Methods: The kappa line was defined as a straight line connecting the midpoints of spinal canal at 1-level above and 1-level below the decompressed segments on the plain lateral radiograph in neutral position (Figure 1). Fifty-one consecutive patients who underwent ≤4-level laminoplasty for OPLL with minimum 2-year follow-up were divided into kappa (+) and kappa (-) groups. Kappa (+) meant the OPLL mass did not pass the kappa line, while kappa (-) meant OPLL had grown posteriorly beyond the kappa line. The patients were also divided into K (+) and K (-) according to the original definition of the K-line. To investigate the correlation of the OPLL size and the cervical alignment with the kappa line, the thickness and the occupying ratio of OPLL on the preoperative CT and the cervical lordosis on the plain lateral radiograph were compared between kappa (+) and (-) groups. In addition, we compared the recovery rate of Japanese Orthopaedic Association (JOA) score and the severity of spinal cord compression based on 6 grade classification system on the postoperative MRI between the subgroups according to both the K-line and the kappa line criteria to evaluate which scheme was more efficient in predicting surgical outcome.

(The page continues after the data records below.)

use tui::layout::{Constraint, Layout, Rect, Size};
pub const TAB_BAR_HEIGHT: u16 = 3;
pub const LOG_PANE_HEIGHT: u16 = 8;

/// Pre-computed layout areas for the main draw loop.
pub struct LayoutAreas {
    pub tab_bar: [Rect; 2],
    pub main: Rect,
    pub logs: Option<Rect>,
}

impl LayoutAreas {
    pub fn new(size: Size) -> Self {
        let rect = Rect::new(0, 0, size.width, size.height);
        Self::from_rect(rect, false, false)
    }

    pub fn update(&mut self, area: Rect, full_screen: bool, show_logs: bool) {
        *self = Self::from_rect(area, full_screen, show_logs);
    }

    fn from_rect(area: Rect, full_screen: bool, show_logs: bool) -> Self {
        let (body, logs) = if show_logs && area.height > LOG_PANE_HEIGHT * 2 {
            let [body, logs] =
                Layout::vertical([Constraint::Fill(1), Constraint::Length(LOG_PANE_HEIGHT)])
                    .areas(area);
            (body, Some(logs))
        } else {
            (area, None)
        };

        if full_screen {
            return LayoutAreas { tab_bar: [Rect::ZERO, Rect::ZERO], main: body, logs };
        }

        let [tab, main] =
            Layout::vertical([Constraint::Length(TAB_BAR_HEIGHT), Constraint::Fill(1)]).areas(body);

        LayoutAreas { tab_bar: Self::split_tab_bar(tab), main, logs }
    }

    fn split_tab_bar(area: Rect) -> [Rect; 2] {
        Layout::horizontal([Constraint::Percentage(85), Constraint::Percentage(15)]).areas(area)
    }
}

#[cfg(test)]
mod tests {
    use super::*;

    #[test]
    fn log_pane_only_when_requested_and_tall_enough() {
        let mut layout = LayoutAreas::new(Size::new(80, 40));
        assert!(layout.logs.is_none());

        layout.update(Rect::new(0, 0, 80, 40), false, true);
        let logs = layout.logs.expect("log pane");
        assert_eq!(logs.height, LOG_PANE_HEIGHT);
        assert_eq!(layout.main.height, 40 - LOG_PANE_HEIGHT - TAB_BAR_HEIGHT);

        layout.update(Rect::new(0, 0, 80, 12), false, true);
        assert!(layout.logs.is_none());
    }

    #[test]
    fn full_screen_drops_tab_bar() {
        let mut layout = LayoutAreas::new(Size::new(80, 40));
        layout.update(Rect::new(0, 0, 80, 40), true, false);
        assert_eq!(layout.tab_bar[0], Rect::ZERO);
        assert_eq!(layout.main.height, 40);
    }
}
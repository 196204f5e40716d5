use crate::Schedule;
use chrono::{DateTime, TimeZone, Utc};
use std::fmt::Display;

#[derive(Debug, Clone, Copy, PartialEq, Eq)]
pub enum PhaseState {
    Past,
    Current,
    Upcoming,
}

impl PhaseState {
    pub fn label(&self) -> &'static str {
        match self {
            PhaseState::Past => "done",
            PhaseState::Current => "NOW",
            PhaseState::Upcoming => "",
        }
    }
}

#[derive(Debug, Clone, PartialEq, Eq)]
pub struct TimelineEntry {
    pub name: String,
    pub start_time: DateTime<Utc>,
    pub end_time: Option<DateTime<Utc>>,
    pub state: PhaseState,
}

/// Phases in start order, each tagged relative to `now`.
///
/// A phase is past only once its end is strictly behind `now`; an open-ended
/// phase that has started stays current forever.
pub fn timeline(schedule: &Schedule, now: DateTime<Utc>) -> Vec<TimelineEntry> {
    schedule
        .sorted_phases()
        .into_iter()
        .map(|phase| {
            let is_past = phase.end_time.is_some_and(|end| end < now);
            let state = if is_past {
                PhaseState::Past
            } else if phase.start_time <= now {
                PhaseState::Current
            } else {
                PhaseState::Upcoming
            };
            TimelineEntry {
                name: phase.name.clone(),
                start_time: phase.start_time,
                end_time: phase.end_time,
                state,
            }
        })
        .collect()
}

/// "dd.mm.yyyy, HH:MM" in the viewer's zone.
pub fn format_full_date<Tz>(instant: DateTime<Utc>, tz: &Tz) -> String
where
    Tz: TimeZone,
    Tz::Offset: Display,
{
    instant.with_timezone(tz).format("%d.%m.%Y, %H:%M").to_string()
}

pub fn format_full_date_opt<Tz>(instant: Option<DateTime<Utc>>, tz: &Tz) -> String
where
    Tz: TimeZone,
    Tz::Offset: Display,
{
    instant.map_or_else(|| "...".to_string(), |i| format_full_date(i, tz))
}
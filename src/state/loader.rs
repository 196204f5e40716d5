use crate::state::messages::{CatalogRequest, CatalogResponse};
use events_api::catalog::{Catalog, CatalogError};
use log::{debug, error};
use std::path::PathBuf;
use tokio::sync::mpsc;

pub const LOADING_CHAR: char = '⠿';
pub const ERROR_CHAR: char = '!';

#[derive(Debug, Copy, Clone, PartialEq)]
pub struct LoadingState {
    pub is_loading: bool,
    pub spinner_char: char,
}

impl Default for LoadingState {
    fn default() -> Self {
        Self { is_loading: false, spinner_char: ' ' }
    }
}

/// Schedule provider task: reads event snapshots off the UI thread.
pub struct CatalogWorker {
    requests: mpsc::Receiver<CatalogRequest>,
    responses: mpsc::Sender<CatalogResponse>,
}

impl CatalogWorker {
    pub fn new(
        requests: mpsc::Receiver<CatalogRequest>,
        responses: mpsc::Sender<CatalogResponse>,
    ) -> Self {
        Self { requests, responses }
    }

    pub async fn run(mut self) {
        while let Some(request) = self.requests.recv().await {
            self.set_loading(LoadingState { is_loading: true, spinner_char: LOADING_CHAR })
                .await;

            let result = match request {
                CatalogRequest::Load { path } => self.handle_load(path).await,
            };

            debug!("catalog request complete");
            let spinner_char = if result.is_ok() { ' ' } else { ERROR_CHAR };
            self.set_loading(LoadingState { is_loading: false, spinner_char })
                .await;

            let response = result.unwrap_or_else(|err| CatalogResponse::Error {
                message: err.to_string(),
            });

            if let Err(e) = self.responses.send(response).await {
                error!("Failed to send catalog response: {e}");
                break;
            }
        }
    }

    async fn handle_load(&self, path: PathBuf) -> Result<CatalogResponse, CatalogError> {
        debug!("loading events snapshot from {}", path.display());
        let display = path.display().to_string();
        let catalog = tokio::task::spawn_blocking(move || Catalog::load(path))
            .await
            .map_err(|e| {
                CatalogError::Io(std::io::Error::other(e.to_string()), display)
            })??;
        Ok(CatalogResponse::CatalogLoaded { catalog })
    }

    async fn set_loading(&self, loading_state: LoadingState) {
        let _ = self
            .responses
            .send(CatalogResponse::LoadingStateChanged { loading_state })
            .await;
    }
}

Results: The kappa (-) group had significantly thicker masses (6.3 mm vs. 4.3 mm, p=0.004), higher occupying ratio (54.0% vs. 38.2%, p=0.003), and smaller cervical lordosis (12.1º vs. 18.5º, p=0.004) than the kappa (+) group. The JOA recovery rate following laminoplasty was lower (43.7 % vs. 74.5%, p=0.018) (Figure 2) and the postoperative cord compression was more severe (1.9 vs. 0.9, p=0.004) in the kappa (-) than in the kappa (+) group. However, there were no significant differences between K (+) and K (-) groups in terms of those neurologic and radiographic outcomes.
Conclusion: The kappa line correlated well with OPLL size and cervical alignment. Also, it could predict neurologic recovery and remaining cord compression following ≤4-level laminoplasty more correctly than the K-line. The kappa line could be utilized as a simple method to determine the laminoplasty level for cervical myelopathy patients with OPLL.